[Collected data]
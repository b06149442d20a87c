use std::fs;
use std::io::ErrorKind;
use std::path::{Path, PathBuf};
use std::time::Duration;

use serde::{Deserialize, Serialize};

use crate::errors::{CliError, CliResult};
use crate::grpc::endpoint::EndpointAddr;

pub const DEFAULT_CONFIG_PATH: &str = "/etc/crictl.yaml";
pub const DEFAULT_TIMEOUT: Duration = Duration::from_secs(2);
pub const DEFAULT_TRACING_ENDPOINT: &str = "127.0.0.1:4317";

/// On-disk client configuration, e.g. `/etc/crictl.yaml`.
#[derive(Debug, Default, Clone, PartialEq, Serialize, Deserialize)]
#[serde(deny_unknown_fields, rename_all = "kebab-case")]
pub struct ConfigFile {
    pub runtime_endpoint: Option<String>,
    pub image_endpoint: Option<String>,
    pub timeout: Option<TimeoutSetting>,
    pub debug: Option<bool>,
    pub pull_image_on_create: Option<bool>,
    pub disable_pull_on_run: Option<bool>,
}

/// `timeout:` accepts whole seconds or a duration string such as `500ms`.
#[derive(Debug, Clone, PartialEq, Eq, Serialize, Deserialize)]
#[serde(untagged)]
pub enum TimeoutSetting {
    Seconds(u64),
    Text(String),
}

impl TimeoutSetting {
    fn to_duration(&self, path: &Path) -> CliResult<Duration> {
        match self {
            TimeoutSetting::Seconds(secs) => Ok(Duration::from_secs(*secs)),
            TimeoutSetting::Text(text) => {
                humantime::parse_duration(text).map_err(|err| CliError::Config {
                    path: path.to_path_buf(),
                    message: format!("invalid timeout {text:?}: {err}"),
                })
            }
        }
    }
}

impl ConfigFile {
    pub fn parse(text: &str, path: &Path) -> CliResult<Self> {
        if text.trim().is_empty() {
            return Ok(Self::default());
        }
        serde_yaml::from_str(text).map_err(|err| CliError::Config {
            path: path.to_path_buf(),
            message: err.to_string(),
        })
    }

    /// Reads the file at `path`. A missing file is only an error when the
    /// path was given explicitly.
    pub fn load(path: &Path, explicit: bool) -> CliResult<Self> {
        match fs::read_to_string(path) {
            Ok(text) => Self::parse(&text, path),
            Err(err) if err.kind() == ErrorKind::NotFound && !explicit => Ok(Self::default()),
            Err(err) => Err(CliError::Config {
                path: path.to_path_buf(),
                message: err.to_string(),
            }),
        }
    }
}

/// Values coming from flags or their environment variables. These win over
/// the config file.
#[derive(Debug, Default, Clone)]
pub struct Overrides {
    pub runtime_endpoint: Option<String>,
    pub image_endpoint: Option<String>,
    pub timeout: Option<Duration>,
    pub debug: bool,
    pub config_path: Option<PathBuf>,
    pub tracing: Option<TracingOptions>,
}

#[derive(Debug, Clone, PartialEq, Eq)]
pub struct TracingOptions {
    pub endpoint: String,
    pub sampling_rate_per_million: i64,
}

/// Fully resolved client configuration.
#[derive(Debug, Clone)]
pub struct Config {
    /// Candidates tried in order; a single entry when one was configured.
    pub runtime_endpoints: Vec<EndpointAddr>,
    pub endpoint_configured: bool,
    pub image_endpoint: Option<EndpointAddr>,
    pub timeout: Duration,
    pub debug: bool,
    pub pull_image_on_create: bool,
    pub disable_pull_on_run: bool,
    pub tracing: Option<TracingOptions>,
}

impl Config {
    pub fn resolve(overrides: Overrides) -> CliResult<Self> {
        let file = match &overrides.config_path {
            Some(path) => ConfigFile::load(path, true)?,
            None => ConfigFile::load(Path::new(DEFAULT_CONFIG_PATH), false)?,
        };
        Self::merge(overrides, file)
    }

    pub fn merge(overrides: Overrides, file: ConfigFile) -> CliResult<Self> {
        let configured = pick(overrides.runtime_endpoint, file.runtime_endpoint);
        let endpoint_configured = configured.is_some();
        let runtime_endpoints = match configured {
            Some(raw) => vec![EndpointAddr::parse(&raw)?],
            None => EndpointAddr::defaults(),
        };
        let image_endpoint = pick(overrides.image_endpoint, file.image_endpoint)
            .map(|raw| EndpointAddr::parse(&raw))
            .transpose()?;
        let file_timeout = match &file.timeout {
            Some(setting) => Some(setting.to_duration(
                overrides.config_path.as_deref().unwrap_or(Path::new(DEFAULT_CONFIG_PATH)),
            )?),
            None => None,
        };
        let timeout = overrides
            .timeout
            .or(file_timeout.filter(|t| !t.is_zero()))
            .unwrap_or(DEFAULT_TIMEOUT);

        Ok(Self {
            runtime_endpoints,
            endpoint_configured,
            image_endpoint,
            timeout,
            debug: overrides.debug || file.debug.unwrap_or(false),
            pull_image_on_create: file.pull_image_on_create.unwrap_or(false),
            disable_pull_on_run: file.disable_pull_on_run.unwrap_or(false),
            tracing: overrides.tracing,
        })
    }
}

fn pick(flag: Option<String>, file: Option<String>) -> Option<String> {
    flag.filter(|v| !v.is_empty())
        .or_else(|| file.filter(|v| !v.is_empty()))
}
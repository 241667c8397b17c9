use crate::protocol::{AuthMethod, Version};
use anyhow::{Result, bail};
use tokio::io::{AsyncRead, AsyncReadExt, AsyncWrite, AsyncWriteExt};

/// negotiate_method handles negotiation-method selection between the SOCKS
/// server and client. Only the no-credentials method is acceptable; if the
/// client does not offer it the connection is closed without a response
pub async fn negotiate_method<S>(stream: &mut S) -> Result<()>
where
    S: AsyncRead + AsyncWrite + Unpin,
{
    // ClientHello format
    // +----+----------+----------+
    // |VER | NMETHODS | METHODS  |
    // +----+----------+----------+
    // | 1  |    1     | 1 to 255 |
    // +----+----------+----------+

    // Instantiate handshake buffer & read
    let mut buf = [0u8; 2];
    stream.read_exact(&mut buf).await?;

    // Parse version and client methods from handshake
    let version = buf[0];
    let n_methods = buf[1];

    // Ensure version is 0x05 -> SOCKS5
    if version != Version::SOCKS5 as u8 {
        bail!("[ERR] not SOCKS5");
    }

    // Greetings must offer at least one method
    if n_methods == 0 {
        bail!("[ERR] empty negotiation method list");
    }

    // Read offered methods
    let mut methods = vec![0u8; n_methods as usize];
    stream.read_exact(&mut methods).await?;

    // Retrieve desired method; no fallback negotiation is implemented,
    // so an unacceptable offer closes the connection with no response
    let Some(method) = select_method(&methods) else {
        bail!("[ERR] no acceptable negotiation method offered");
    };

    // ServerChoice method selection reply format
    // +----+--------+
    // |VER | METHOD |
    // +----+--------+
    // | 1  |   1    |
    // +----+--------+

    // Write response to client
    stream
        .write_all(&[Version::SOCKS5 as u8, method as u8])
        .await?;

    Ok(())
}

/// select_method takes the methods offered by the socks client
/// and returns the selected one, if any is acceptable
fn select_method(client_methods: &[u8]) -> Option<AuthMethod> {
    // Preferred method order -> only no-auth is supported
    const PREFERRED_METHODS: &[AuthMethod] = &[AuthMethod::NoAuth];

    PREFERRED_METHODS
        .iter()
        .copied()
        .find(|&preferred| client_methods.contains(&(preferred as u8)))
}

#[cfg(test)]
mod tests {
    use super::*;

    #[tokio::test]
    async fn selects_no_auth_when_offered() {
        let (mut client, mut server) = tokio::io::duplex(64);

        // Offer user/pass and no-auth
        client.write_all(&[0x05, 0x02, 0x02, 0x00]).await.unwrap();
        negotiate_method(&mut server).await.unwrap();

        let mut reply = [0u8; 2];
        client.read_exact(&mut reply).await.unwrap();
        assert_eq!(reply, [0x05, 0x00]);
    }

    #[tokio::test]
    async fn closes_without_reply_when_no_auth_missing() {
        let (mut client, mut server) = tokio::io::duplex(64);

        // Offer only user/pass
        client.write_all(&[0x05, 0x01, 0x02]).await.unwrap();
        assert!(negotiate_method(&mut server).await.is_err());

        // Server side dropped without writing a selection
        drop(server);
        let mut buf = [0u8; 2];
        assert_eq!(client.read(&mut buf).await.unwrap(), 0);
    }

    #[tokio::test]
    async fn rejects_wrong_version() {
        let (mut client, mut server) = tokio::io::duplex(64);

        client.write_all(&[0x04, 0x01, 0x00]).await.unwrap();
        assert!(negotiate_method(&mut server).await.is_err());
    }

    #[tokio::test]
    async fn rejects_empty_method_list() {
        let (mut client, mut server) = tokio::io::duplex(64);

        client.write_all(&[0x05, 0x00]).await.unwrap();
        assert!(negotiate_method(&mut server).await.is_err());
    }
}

• Problem to work on: Copy word for word the stretch of entries above from the line that has "repository 241667c8397b17c9" through the line that has "acceptable; if the", both ends included, and nothing outside it.

• Solution for this task:
repository 241667c8397b17c9
use crate::protocol::{AuthMethod, Version};
use anyhow::{Result, bail};
use tokio::io::{AsyncRead, AsyncReadExt, AsyncWrite, AsyncWriteExt};

/// negotiate_method handles negotiation-method selection between the SOCKS
/// server and client. Only the no-credentials method is acceptable; if the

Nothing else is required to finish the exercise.